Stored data
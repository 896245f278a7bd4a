//! Provenance tag keys and conversions between provider tag lists and maps.

use crate::EngineError;
use std::collections::HashMap;

pub type TagMap = HashMap<String, String>;

pub const BACKUP_MARKER_TAG: &str = "backup-marker";
pub const TAG_NAME_TAG: &str = "tag_name";
pub const NAME_TAG: &str = "name";
pub const ENTITY_ID_TAG: &str = "entity_id";
pub const REGION_TAG: &str = "region";
pub const DATE_CREATED_TAG: &str = "date_created";

/// A single provider-side tag. Either half may be absent in API responses.
#[derive(Debug, Clone, PartialEq, Eq)]
pub struct Tag {
    pub key: Option<String>,
    pub value: Option<String>,
}

impl Tag {
    pub fn new(key: impl Into<String>, value: impl Into<String>) -> Self {
        Self {
            key: Some(key.into()),
            value: Some(value.into()),
        }
    }
}

pub fn prefixed(prefix: &str, key: &str) -> String {
    format!("{prefix}:{key}")
}

pub fn marker_key(prefix: &str) -> String {
    prefixed(prefix, BACKUP_MARKER_TAG)
}

pub fn tag_name_key(prefix: &str) -> String {
    prefixed(prefix, TAG_NAME_TAG)
}

/// Converts provider tags into a map. Later duplicates overwrite earlier ones.
pub fn to_tag_map(tags: impl IntoIterator<Item = Tag>) -> TagMap {
    tags.into_iter()
        .filter_map(|tag| tag.key.map(|key| (key, tag.value.unwrap_or_default())))
        .collect()
}

pub fn to_tag_list(tags: &TagMap) -> Vec<Tag> {
    let mut list: Vec<Tag> = tags.iter().map(|(k, v)| Tag::new(k, v)).collect();
    list.sort_by(|a, b| a.key.cmp(&b.key));
    list
}

/// Checks a tag set before it is written onto a backup.
pub fn validate_provenance(prefix: &str, backup_id: &str, tags: &TagMap) -> Result<(), EngineError> {
    for required in [tag_name_key(prefix), marker_key(prefix)] {
        if !tags.contains_key(&required) {
            return Err(EngineError::MissingProvenance {
                backup_id: backup_id.to_string(),
                tag: required,
            });
        }
    }

    let namespace = format!("{prefix}:");
    if let Some(foreign) = tags.keys().find(|k| !k.starts_with(&namespace)) {
        return Err(EngineError::InvalidTags(format!(
            "tag {foreign} on {backup_id} is outside the {prefix} namespace"
        )));
    }
    Ok(())
}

## TASK BRIEF
Copy out the lines of the data where the string "foreign" occurs.

## WRITTEN RESPONSE
    if let Some(foreign) = tags.keys().find(|k| !k.starts_with(&namespace)) {
            "tag {foreign} on {backup_id} is outside the {prefix} namespace"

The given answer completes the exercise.